Wilson Brothers Enlist in the Navy 1934

Because there were so few jobs available during the Great Depression, young men decided to join the US Navy.

Donald and Delbert Wilson. “Just arrived home to Dexter from Des Moines where they were looking after navy business.” Jan. 18, 1934. (The house in the background still sits along old US Route 6 in Dexter.)
sled (2)
Danny, Junior, and Dale with the new sled their older brothers–Delbert and Donald–bought them while in Des Moines to join the Navy.  Jan. 1934.

Delbert and Donald Wilson, 1933 Dexter High School graduates, did just that.

In her memoirs, their mother wrote: “There was no work for anyone. The ‘Great Depression’ was on and men were idle all over. One or two of their classmates were joining the military services. The boys thought that would be a good thing to do, but their mother and father didn’t like the idea for some time, but times were getting worse and we finally agreed that it was better than idleness, although it was hard to let them go. Some boys with nothing to do were getting into trouble. Their father signed the papers for them to join the Navy.”


Leora: “Delbert and Donald left in February 1934 for training at Norfolk, Virginia. They got leave after some training and came home for 10 days. My, how good it was to have all our family home again. They were assigned to a cruiser, the Chicago. It was the same ship a schoolmate, Howard Benz, was on. They were glad for that.”

The Wilson brothers finally had enough to eat, something worthwhile to do, and a paycheck. They were also able to send home a little money to help pay for school books for their five younger siblings. And coal to heat the house the Wilsons were renting in Dexter.


Leora: “They got to sail all up the east coast of the U.S. and west coast to Alaska, down on the west coast of South America, and to Hawaii on their training cruise. There was lots of letter writing back and forth.”

USS Chicago at Philadelphia, July 1934.
The Chicago at New York City, September 1934.

When docked at New York City, Del and Don were shown around the city by their uncle, Perry Goff, one of Leora’s brothers who lived there at the time. I wonder what their parents thought when they wrote home that Perry had not only given them a tour of the city, zipped around on the subway and up the Empire State building on a fast elevator, he’d bought them a fifth of wine for $4 and all the beer they could drink. Delbert was 19, but Donald wasn’t quite 18. Uncle Perry had paid for everything. “What the hell,” he told them, “I made 128 bucks on the horses yesterday.”

Perry Alfred Goff (1903-1982) “Played the horses” and became a waiter in restaurants from New York City to Florida.

I don’t know what their parents advised them about drinking or smoking.
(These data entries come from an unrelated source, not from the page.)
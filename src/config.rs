use std::env;
use std::path::PathBuf;

#[derive(Debug, Clone, Copy, PartialEq, Eq)]
pub enum LogFormat {
    Text,
    Json,
}

/// Runtime settings, read from the environment (and `.env` when present).
///
/// - `PLAN_CSV_PATH`: insertion log to load (default `promocionales.csv`)
/// - `PLAN_OUTPUT_DIR`: where `plan.csv` and `charts.json` go (default `.`)
/// - `PLAN_PREVIEW_ROWS`: programs shown in the console preview (default 10)
/// - `PLAN_LOG_LEVEL`: default filter when `RUST_LOG` is unset (default `info`)
/// - `PLAN_LOG_FORMAT`: `text` or `json`
#[derive(Debug, Clone, PartialEq, Eq)]
pub struct AppConfig {
    pub csv_path: PathBuf,
    pub output_dir: PathBuf,
    pub preview_rows: usize,
    pub log_level: String,
    pub log_format: LogFormat,
    /// Invalid settings that fell back to defaults. Read before logging is
    /// up, so the caller reports them once the subscriber exists.
    pub warnings: Vec<String>,
}

impl Default for AppConfig {
    fn default() -> Self {
        AppConfig {
            csv_path: PathBuf::from("promocionales.csv"),
            output_dir: PathBuf::from("."),
            preview_rows: 10,
            log_level: "info".to_string(),
            log_format: LogFormat::Text,
            warnings: Vec::new(),
        }
    }
}

impl AppConfig {
    pub fn from_env() -> Self {
        Self::from_lookup(|key| env::var(key).ok())
    }

    pub fn from_lookup<F>(lookup: F) -> Self
    where
        F: Fn(&str) -> Option<String>,
    {
        let defaults = AppConfig::default();
        let mut warnings = Vec::new();
        let get = |key: &str| lookup(key).map(|v| v.trim().to_string()).filter(|v| !v.is_empty());

        let preview_rows = match get("PLAN_PREVIEW_ROWS") {
            Some(raw) => raw.parse::<usize>().unwrap_or_else(|_| {
                warnings.push(format!(
                    "invalid PLAN_PREVIEW_ROWS `{}`, using {}",
                    raw, defaults.preview_rows
                ));
                defaults.preview_rows
            }),
            None => defaults.preview_rows,
        };
        let log_format = match get("PLAN_LOG_FORMAT").as_deref() {
            Some("json") => LogFormat::Json,
            None | Some("text") => LogFormat::Text,
            Some(other) => {
                warnings.push(format!("unknown PLAN_LOG_FORMAT `{}`, using text", other));
                LogFormat::Text
            }
        };

        AppConfig {
            csv_path: get("PLAN_CSV_PATH").map(PathBuf::from).unwrap_or(defaults.csv_path),
            output_dir: get("PLAN_OUTPUT_DIR").map(PathBuf::from).unwrap_or(defaults.output_dir),
            preview_rows,
            log_level: get("PLAN_LOG_LEVEL").unwrap_or(defaults.log_level),
            log_format,
            warnings,
        }
    }
}
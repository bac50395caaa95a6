use crate::slots::{classify, SlotLabel};
use crate::types::{ChartRow, Event, EvolutionPoint, Plan, SlotShare};
use crate::util::{format_number, minutes_key};
use chrono::{Datelike, NaiveDate, Weekday};
use std::collections::{BTreeMap, HashMap};

/// Per-program chart rows, Total row excluded, ordered by start time.
pub fn to_chart_rows(plan: &Plan) -> Vec<ChartRow> {
    let mut rows: Vec<ChartRow> = plan
        .rows
        .iter()
        .map(|row| ChartRow {
            program_title: row.program_title.clone(),
            representative_start_time: row.representative_start_time,
            total: row.total,
            time_slot: classify(row.representative_start_time),
        })
        .collect();
    rows.sort_by(|a, b| {
        minutes_key(a.representative_start_time).total_cmp(&minutes_key(b.representative_start_time))
    });
    rows
}

/// Earliest insertion date per program over the filtered events.
pub fn earliest_dates(events: &[Event]) -> HashMap<String, NaiveDate> {
    let mut out: HashMap<String, NaiveDate> = HashMap::new();
    for e in events {
        out.entry(e.program_title.clone())
            .and_modify(|d| {
                if e.date < *d {
                    *d = e.date;
                }
            })
            .or_insert(e.date);
    }
    out
}

#[derive(Debug, Clone, Default, PartialEq, Eq)]
pub struct WeekdaySplit {
    pub weekdays: Vec<ChartRow>,
    pub weekend: Vec<ChartRow>,
}

/// Partition chart rows by the weekday of each program's earliest date.
/// Programs absent from `earliest` are left out of both sides.
pub fn split_by_weekday(rows: &[ChartRow], earliest: &HashMap<String, NaiveDate>) -> WeekdaySplit {
    let mut split = WeekdaySplit::default();
    for row in rows {
        let Some(date) = earliest.get(&row.program_title) else {
            continue;
        };
        match date.weekday() {
            Weekday::Sat | Weekday::Sun => split.weekend.push(row.clone()),
            _ => split.weekdays.push(row.clone()),
        }
    }
    split
}

/// Insertions per slot, largest first, with each slot's percentage share.
pub fn slot_summary(rows: &[ChartRow]) -> Vec<SlotShare> {
    let mut order: Vec<SlotLabel> = Vec::new();
    let mut totals: HashMap<SlotLabel, u32> = HashMap::new();
    for row in rows {
        let entry = totals.entry(row.time_slot).or_insert_with(|| {
            order.push(row.time_slot);
            0
        });
        *entry += row.total;
    }
    let grand: u32 = totals.values().sum();

    let mut summary: Vec<SlotShare> = order
        .into_iter()
        .map(|slot| {
            let total = totals.get(&slot).copied().unwrap_or(0);
            let pct = if grand == 0 {
                0.0
            } else {
                f64::from(total) / f64::from(grand) * 100.0
            };
            SlotShare {
                time_slot: slot,
                total,
                share: format_number(pct, 2),
            }
        })
        .collect();
    summary.sort_by(|a, b| b.total.cmp(&a.total));
    summary
}

/// Insertions per calendar date (year included), ascending.
pub fn daily_evolution(events: &[Event]) -> Vec<EvolutionPoint> {
    let mut by_date: BTreeMap<NaiveDate, u32> = BTreeMap::new();
    for e in events {
        *by_date.entry(e.date).or_insert(0) += e.count;
    }
    by_date
        .into_iter()
        .map(|(date, insertions)| EvolutionPoint { date, insertions })
        .collect()
}
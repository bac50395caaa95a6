// Utility helpers for parsing and formatting.
//
// This module centralizes the forgiving date/time handling so the rest of
// the code can assume clean, typed values.
use chrono::{NaiveDate, NaiveTime, Timelike};
use num_format::{Locale, ToFormattedString};

/// Sort key given to rows without a start time; larger than any real time.
pub const ABSENT_TIME_KEY: f64 = 999_999.0;

/// Parse a day-first `DD/MM/YYYY` date. Anything else yields `None`.
pub fn parse_date_safe(s: Option<&str>) -> Option<NaiveDate> {
    let s = s?.trim();
    if s.is_empty() {
        return None;
    }
    NaiveDate::parse_from_str(s, "%d/%m/%Y").ok()
}

/// Parse a `HH:MM:SS` clock time, also accepting `HH:MM`.
pub fn parse_time_safe(s: Option<&str>) -> Option<NaiveTime> {
    let s = s?.trim();
    if s.is_empty() {
        return None;
    }
    NaiveTime::parse_from_str(s, "%H:%M:%S")
        .or_else(|_| NaiveTime::parse_from_str(s, "%H:%M"))
        .ok()
}

pub fn clean_text(s: Option<String>) -> String {
    s.map(|v| v.trim().to_string()).unwrap_or_default()
}

/// Minutes since midnight including the fractional seconds part.
pub fn minutes_key(time: Option<NaiveTime>) -> f64 {
    match time {
        Some(t) => f64::from(t.hour() * 60 + t.minute()) + f64::from(t.second()) / 60.0,
        None => ABSENT_TIME_KEY,
    }
}

pub fn format_time(time: Option<NaiveTime>) -> String {
    time.map(|t| t.format("%H:%M:%S").to_string())
        .unwrap_or_default()
}

/// Render a count cell; zero renders blank.
pub fn format_count(n: u32) -> String {
    if n == 0 {
        String::new()
    } else {
        n.to_string()
    }
}

pub fn format_number(n: f64, decimals: usize) -> String {
    // Fixed decimals plus locale-aware thousands separators (`1,234.50`).
    let neg = n.is_sign_negative() && n != 0.0;
    let s = format!("{:.*}", decimals, n.abs());
    let mut parts = s.split('.');
    let int_part = parts.next().unwrap_or("0");
    let frac_part = parts.next();
    let int_val: i64 = int_part.parse().unwrap_or(0);
    let mut res = int_val.to_formatted_string(&Locale::en);
    if let Some(frac) = frac_part {
        res.push('.');
        res.push_str(frac);
    }
    if neg {
        format!("-{}", res)
    } else {
        res
    }
}

pub fn format_int<T>(n: T) -> String
where
    T: ToFormattedString,
{
    n.to_formatted_string(&Locale::en)
}
use crate::error::LoadError;
use crate::types::{Event, RawRow};
use crate::util::{clean_text, parse_date_safe, parse_time_safe};
use csv::{ReaderBuilder, StringRecord};
use std::fs::File;
use std::io::Read;
use std::path::Path;
use tracing::{debug, info};

#[derive(Debug, Clone, Default, PartialEq, Eq)]
pub struct LoadReport {
    pub total_rows: usize,
    pub loaded_rows: usize,
    pub parse_errors: usize,
    pub dropped_dates: usize,
    pub missing_times: usize,
}

/// Positions of the known columns in the header. Extra columns are ignored
/// and short rows read their missing fields as absent.
struct ColumnIndex {
    fecha: usize,
    hora_inicio: Option<usize>,
    producto: Option<usize>,
    tipo_comercial: Option<usize>,
    titulo_programa: Option<usize>,
}

impl ColumnIndex {
    fn from_headers(headers: &StringRecord) -> Result<Self, LoadError> {
        let find = |name: &str| headers.iter().position(|h| h.trim() == name);
        Ok(ColumnIndex {
            fecha: find("Fecha").ok_or(LoadError::MissingColumn("Fecha"))?,
            hora_inicio: find("Hora Inicio"),
            producto: find("Producto"),
            tipo_comercial: find("Tipo Comercial"),
            titulo_programa: find("Título Programa"),
        })
    }

    fn raw_row(&self, record: &StringRecord) -> RawRow {
        let field = |idx: Option<usize>| idx.and_then(|i| record.get(i)).map(str::to_string);
        RawRow {
            fecha: field(Some(self.fecha)),
            hora_inicio: field(self.hora_inicio),
            producto: field(self.producto),
            tipo_comercial: field(self.tipo_comercial),
            titulo_programa: field(self.titulo_programa),
        }
    }
}

pub fn load_events<P: AsRef<Path>>(path: P) -> Result<(Vec<Event>, LoadReport), LoadError> {
    let path = path.as_ref();
    info!(path = %path.display(), "loading insertion log");
    let file = File::open(path)?;
    load_events_from_reader(file)
}

pub fn load_events_from_reader<R: Read>(reader: R) -> Result<(Vec<Event>, LoadReport), LoadError> {
    let mut rdr = ReaderBuilder::new().flexible(true).from_reader(reader);
    let columns = ColumnIndex::from_headers(rdr.headers()?)?;

    let mut report = LoadReport::default();
    let mut events: Vec<Event> = Vec::new();

    for result in rdr.records() {
        report.total_rows += 1;
        let row = match result {
            Ok(record) => columns.raw_row(&record),
            Err(e) => {
                debug!(row = report.total_rows, error = %e, "skipping undecodable row");
                report.parse_errors += 1;
                continue;
            }
        };

        let Some(date) = parse_date_safe(row.fecha.as_deref()) else {
            report.dropped_dates += 1;
            continue;
        };
        let start_time = parse_time_safe(row.hora_inicio.as_deref());
        if start_time.is_none() {
            report.missing_times += 1;
        }

        events.push(Event {
            product: clean_text(row.producto),
            commercial_type: clean_text(row.tipo_comercial),
            program_title: clean_text(row.titulo_programa),
            date,
            start_time,
            count: 1,
        });
    }

    report.loaded_rows = events.len();
    info!(
        total = report.total_rows,
        loaded = report.loaded_rows,
        dropped_dates = report.dropped_dates,
        parse_errors = report.parse_errors,
        "insertion log loaded"
    );
    Ok((events, report))
}
use crate::error::OutputError;
use crate::types::Plan;
use serde::Serialize;
use std::path::Path;
use tabled::{builder::Builder, settings::Style, Table, Tabled};
use tracing::info;

/// Write the plan in its display form: zero cells stay blank.
pub fn write_plan_csv<P: AsRef<Path>>(path: P, plan: &Plan) -> Result<(), OutputError> {
    let path = path.as_ref();
    let mut wtr = csv::Writer::from_path(path)?;
    wtr.write_record(plan.header())?;
    for row in plan.display_rows() {
        wtr.write_record(&row)?;
    }
    wtr.flush()?;
    info!(path = %path.display(), rows = plan.rows.len() + 1, "plan exported");
    Ok(())
}

pub fn write_json<P: AsRef<Path>, T: Serialize>(path: P, value: &T) -> Result<(), OutputError> {
    let path = path.as_ref();
    let s = serde_json::to_string_pretty(value)?;
    std::fs::write(path, s)?;
    info!(path = %path.display(), "chart datasets exported");
    Ok(())
}

/// Markdown rendering of the first `max_rows` programs plus the Total row.
pub fn render_plan(plan: &Plan, max_rows: usize) -> String {
    let mut rows = plan.display_rows();
    let Some(total_row) = rows.pop() else {
        return String::new();
    };
    let mut builder = Builder::default();
    builder.push_record(plan.header());
    for row in rows.into_iter().take(max_rows) {
        builder.push_record(row);
    }
    builder.push_record(total_row);
    builder.build().with(Style::markdown()).to_string()
}

pub fn preview_plan(plan: &Plan, max_rows: usize) {
    if plan.is_empty() {
        println!("(no rows)\n");
        return;
    }
    println!("{}\n", render_plan(plan, max_rows));
    if plan.rows.len() > max_rows {
        println!("... {} more programs\n", plan.rows.len() - max_rows);
    }
}

pub fn preview_table_rows<T>(rows: &[T], max_rows: usize)
where
    T: Tabled + Clone,
{
    let slice: Vec<T> = rows.iter().take(max_rows).cloned().collect();
    if slice.is_empty() {
        println!("(no rows)\n");
        return;
    }
    let table_str = Table::new(slice).with(Style::markdown()).to_string();
    println!("{}\n", table_str);
}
Clabe and Leora had only asked their sons to promise not to get tattoos.

The Wilsons didn’t know it at the time but their cruiser would head through the Panama Canal that October, headed for Long Beach, California. Leora’s only sister lived not far away, as well as two more Goff brothers. The Wilson Navy brothers took turns writing about being invited often for dinner and taking trips with their uncles to see the sights of Southern California, including the Rose Parade.

The USS Chicago (CA-29) was lost during WWII on January 30, 1943. Terrance G. Papravak, Jr. is writing a book about this ship. This post from his website tells about the lost of the cruiser.

Leora’s Dexter Stories: The Scarcity Years of the Great Depression


  1. It is curious that anyone living so far from the sea would join the navy – but maybe that is why they did.

    I recall in the 1970’s, witnessing a hitch hiker standing in Des Moines where I-35 (which terminates at the Gulf of Mexico) intersects I-80 (which takes you east to the Atlantic and west to the Pacific).

    He was holding a sign that simply read, “The Ocean”

    • I wondered about that too, but they had a classmate join the navy the fall before. Delbert had already tried helping an uncle who did landscaping in Southern California, but the jobs dried up out there in 1933, and he ended up back in Dexter. Just few options in such a small town (748 souls in 1930).

      Uncle Don went on to make a career of the navy–but that was before he lost his three youngest brothers in WWII and his father a few months later. Both Del and Don returned to Iowa for awhile, but both ended up on the West Coast eventually.

      We live very near the junction of I-35 and I-80. I grew up on an Iowa farm. I remember hoping to live “anywhere but Iowa.” The Air Force sent us to Idaho (which we loved) and, after Guy got back from Vietnam we lived in Colorado, where our son was born. The birth of the only grandchild was what lured us back to Iowa, which has turned into such a lovely state! (Our son now lives in the Twin Cities.)

    • Love that they brought home a sled for their younger brothers. Those brothers certainly enjoyed the sled, and also getting letters from around the globe!

    • I don’t remember ever meeting Perry, or Rolla, another brother who never married, mostly lived on the east coast, and eventually had their bodies sent back for their oldest sister (Leora) to bury in Iowa!